Hitchhiking was once a preferred mode of transportation on Martha’s Vineyard. If you had no wheels, no matter. If you had a thumb, you could move. To come to this realization at the age of 14 or 15 was like getting a get-out-of-jail-free card. Suddenly, the whole of the Island was within your reach.
Instead of having to rely on parents, older siblings and driver-age friends, you could set out on your own adventure just by hitting the road and sticking out your hand.
Returning from an Aquinnah beach day along Moshup Trail the road would be filled with our contemporaries walking backwards towards State Road as the sun lowered in the sky with our arms outstretched and thumbs pointing homeward. A station wagon would stop and we would pile in — sandy feet, wet bathing suits and damp towels — and breathlessly thank our benefactors as the car roared off.
Quickly the talk would turn to news of parties that night, people you knew and where you were staying. You felt part of a larger community that made you thrilled with the world and glad you were a part of it.
The safety and comfort I felt hitchhiking across the Vineyard did translate to the larger world as I got older. In 1970, after my freshman year of college, I headed to Europe for 10 weeks with no particular itinerary except to go to Wimbledon and stay a few days with family friends in London. Wimbledon was all I hoped it would be — Rod Laver, Stan Smith, John Newcombe, Illie Nastase, Arthur Ashe were all there and many others. But after a few succeeding days of museums and sightseeing, I ditched my suitcase and bought a backpack.
Reimagining my summer travels, I went through my things and selected a few key items to stuff the backpack with, including a light blanket, T-shirts, bluejeans, two pairs of underwear and a toothbrush, and set off for the European continent.
I caught a boat for Le Havre and then took trains exclusively at the start, going from Paris to Barcelona to the Spanish Gold Coast and up to Nice before stops in Florence, Venice, Rome and a memorable day spent in the ancient past in Pompeii. My ultimate goal was Corfu where I spent two weeks, the last one simply camping out on the beach.

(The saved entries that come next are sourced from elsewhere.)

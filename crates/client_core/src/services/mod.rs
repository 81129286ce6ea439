//! Typed wrappers over the backend's per-resource endpoints.

use std::{fmt, marker::PhantomData, sync::Arc};

use serde::{de::DeserializeOwned, Serialize};
use shared::{
    domain::{
        Contract, ContractId, Invoice, InvoiceId, Payment, PaymentId, Property, PropertyId, User,
        UserId,
    },
    protocol::{
        ContractUpdate, InvoiceUpdate, NewContract, NewInvoice, NewPayment, NewProperty, NewUser,
        PaymentUpdate, PropertyUpdate, UserUpdate,
    },
};
use tracing::info;

use crate::{
    api::{ApiClient, ResourcePath},
    error::ClientResult,
};

pub mod auth;
pub mod reports;
pub mod transitions;

pub use auth::AuthService;
pub use reports::{ReportDocument, ReportKind, ReportService};
pub use transitions::TransitionService;

/// A backend resource reachable through the `obtener|crear|actualizar|eliminar`
/// route family.
pub trait Resource: Send + Sync + 'static {
    const PATH: ResourcePath;
    type Id: Copy + fmt::Display + Send + Sync;
    type Entity: DeserializeOwned + Send;
    type New: Serialize + Sync;
    type Update: Serialize + Sync;

    fn raw_id(id: Self::Id) -> i64;
    fn id(raw: i64) -> Self::Id;
}

macro_rules! resource {
    ($marker:ident, $path:literal, $id:ident, $entity:ty, $new:ty, $update:ty) => {
        pub struct $marker;

        impl Resource for $marker {
            const PATH: ResourcePath = ResourcePath::new($path);
            type Id = $id;
            type Entity = $entity;
            type New = $new;
            type Update = $update;

            fn raw_id(id: Self::Id) -> i64 {
                id.0
            }

            fn id(raw: i64) -> Self::Id {
                $id(raw)
            }
        }
    };
}

resource!(Properties, "propiedades", PropertyId, Property, NewProperty, PropertyUpdate);
resource!(Contracts, "contratos", ContractId, Contract, NewContract, ContractUpdate);
resource!(Invoices, "facturas", InvoiceId, Invoice, NewInvoice, InvoiceUpdate);
resource!(Payments, "pagos", PaymentId, Payment, NewPayment, PaymentUpdate);
resource!(Users, "usuarios", UserId, User, NewUser, UserUpdate);

pub type PropertyService = ResourceService<Properties>;
pub type ContractService = ResourceService<Contracts>;
pub type InvoiceService = ResourceService<Invoices>;
pub type PaymentService = ResourceService<Payments>;
pub type UserService = ResourceService<Users>;

pub struct ResourceService<R: Resource> {
    api: Arc<ApiClient>,
    _resource: PhantomData<R>,
}

impl<R: Resource> Clone for ResourceService<R> {
    fn clone(&self) -> Self {
        Self::new(self.api.clone())
    }
}

impl<R: Resource> ResourceService<R> {
    pub fn new(api: Arc<ApiClient>) -> Self {
        Self {
            api,
            _resource: PhantomData,
        }
    }

    pub async fn list(&self) -> ClientResult<Vec<R::Entity>> {
        self.api.get_json(&R::PATH.list()).await
    }

    pub async fn get(&self, id: R::Id) -> ClientResult<R::Entity> {
        self.api.get_json(&R::PATH.item(R::raw_id(id))).await
    }

    pub async fn create(&self, new: &R::New) -> ClientResult<R::Entity> {
        let created = self.api.post_json(&R::PATH.create(), new).await?;
        info!(resource = R::PATH.resource(), "created record");
        Ok(created)
    }

    pub async fn update(&self, id: R::Id, patch: &R::Update) -> ClientResult<R::Entity> {
        let updated = self
            .api
            .put_json(&R::PATH.update(R::raw_id(id)), patch)
            .await?;
        info!(resource = R::PATH.resource(), id = %id, "updated record");
        Ok(updated)
    }

    pub async fn delete(&self, id: R::Id) -> ClientResult<()> {
        self.api.delete(&R::PATH.delete(R::raw_id(id))).await?;
        info!(resource = R::PATH.resource(), id = %id, "deleted record");
        Ok(())
    }
}

impl ResourceService<Properties> {
    pub async fn list_by_owner(&self, owner_id: UserId) -> ClientResult<Vec<Property>> {
        let mut properties = self.list().await?;
        properties.retain(|p| p.owner_id == owner_id);
        Ok(properties)
    }
}

impl ResourceService<Contracts> {
    pub async fn list_by_property(&self, property_id: PropertyId) -> ClientResult<Vec<Contract>> {
        let mut contracts = self.list().await?;
        contracts.retain(|c| c.property_id == property_id);
        Ok(contracts)
    }

    pub async fn list_by_tenant(&self, tenant_id: UserId) -> ClientResult<Vec<Contract>> {
        let mut contracts = self.list().await?;
        contracts.retain(|c| c.tenant_id == tenant_id);
        Ok(contracts)
    }
}

impl ResourceService<Invoices> {
    pub async fn list_by_contract(&self, contract_id: ContractId) -> ClientResult<Vec<Invoice>> {
        let mut invoices = self.list().await?;
        invoices.retain(|i| i.contract_id == contract_id);
        Ok(invoices)
    }
}

impl ResourceService<Payments> {
    pub async fn list_by_invoice(&self, invoice_id: InvoiceId) -> ClientResult<Vec<Payment>> {
        let mut payments = self.list().await?;
        payments.retain(|p| p.invoice_id == invoice_id);
        Ok(payments)
    }
}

But this is a story about hitchhiking and here’s where it comes back in. I met up with an English girl at the hostel on Corfu and she quickly became my traveling companion. Kat was chatty, five-foot-three, red-haired and 23 years old. A teacher, she had been traveling with a friend from London until she and I decided to hitchhike back to England. I had the confidence of my Vineyard travels to sustain me and we had seen many hitchhikers along the European roads. Word was if you had a Canadian flag stitched to your backpack, you would get picked up more often. The Vietnam War was at its height and our neighbors to the north were simply more popular. We took the overnight ferry from Corfu to Brindisi, located on the heel of Italy’s boot, and set out on foot for points north.

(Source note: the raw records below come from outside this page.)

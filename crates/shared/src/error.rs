use serde::{Deserialize, Serialize};

#[derive(Debug, Clone, PartialEq, Eq, Serialize, Deserialize)]
#[serde(rename_all = "snake_case")]
pub enum ErrorCode {
    Unauthorized,
    Forbidden,
    NotFound,
    Validation,
    Conflict,
    Internal,
    #[serde(other)]
    Unknown,
}

/// Error body returned by the backend. Older endpoints send only
/// `{"mensaje": "..."}`, so both fields are lenient.
#[derive(Debug, Clone, Serialize, Deserialize)]
pub struct ApiError {
    #[serde(default = "unknown_code")]
    pub code: ErrorCode,
    #[serde(alias = "mensaje", alias = "error", default)]
    pub message: String,
}

fn unknown_code() -> ErrorCode {
    ErrorCode::Unknown
}

impl ApiError {
    pub fn new(code: ErrorCode, message: impl Into<String>) -> Self {
        Self {
            code,
            message: message.into(),
        }
    }
}

impl std::fmt::Display for ApiError {
    fn fmt(&self, f: &mut std::fmt::Formatter<'_>) -> std::fmt::Result {
        write!(f, "{:?}: {}", self.code, self.message)
    }
}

We were youthfully oblivious to the many dangers lurking on the open road, and like dharma bums went where the wind, or vehicles, took us. We were picked up by an empty bus on a deserted stretch of Italian highway bracketed by hot and dusty empty fields that took us to a tiny town on the Adriatic Sea with a name like Margharita. It was festival time and decked out with flowered arches that crowned its narrow main drag.
In Switzerland, we were given a ride in a tiny Opel Kadett that climbed up and down the Alps at a terrifying speed that repeatedly took us to the road’s edge and near disaster. Nights in Dijon and Paris finally led to LeHavre, England, and a bittersweet goodbye.

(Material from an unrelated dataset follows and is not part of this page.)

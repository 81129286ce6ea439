//! Worker thread that owns the HTTP client and answers UI commands.

pub mod commands;
pub mod runtime;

Armed with this European roadside success, I returned to Philadelphia at summer’s end, determined to hitchhike to the Vineyard by myself to catch what remained of vacation and Island fun. But it wasn’t the same. After one friendly ride I was let out by the side of the road on I-95 in acrid, smoke-stack-marred Paramus, N.J. There I was picked up by an intense Vietnam veteran who only knew how to drive one way — with the pedal to the floor just as he drove an Army jeep through the jungles of Southeast Asia. He dropped me at the off-ramp to the Bronx where the remains of burned-out cars threatened malingerers and the menacing, hollowed-out high rises in the background warned, “Not here.”
I eventually found my way to the Vineyard, somewhat shaken but thankful. I was back on familiar roads and the warm embrace of Island spirits. But the call of the open road? I decided not to answer for a while.
David Lott owns Vineyard Open House Real Estate. He lives in Vineyard Haven.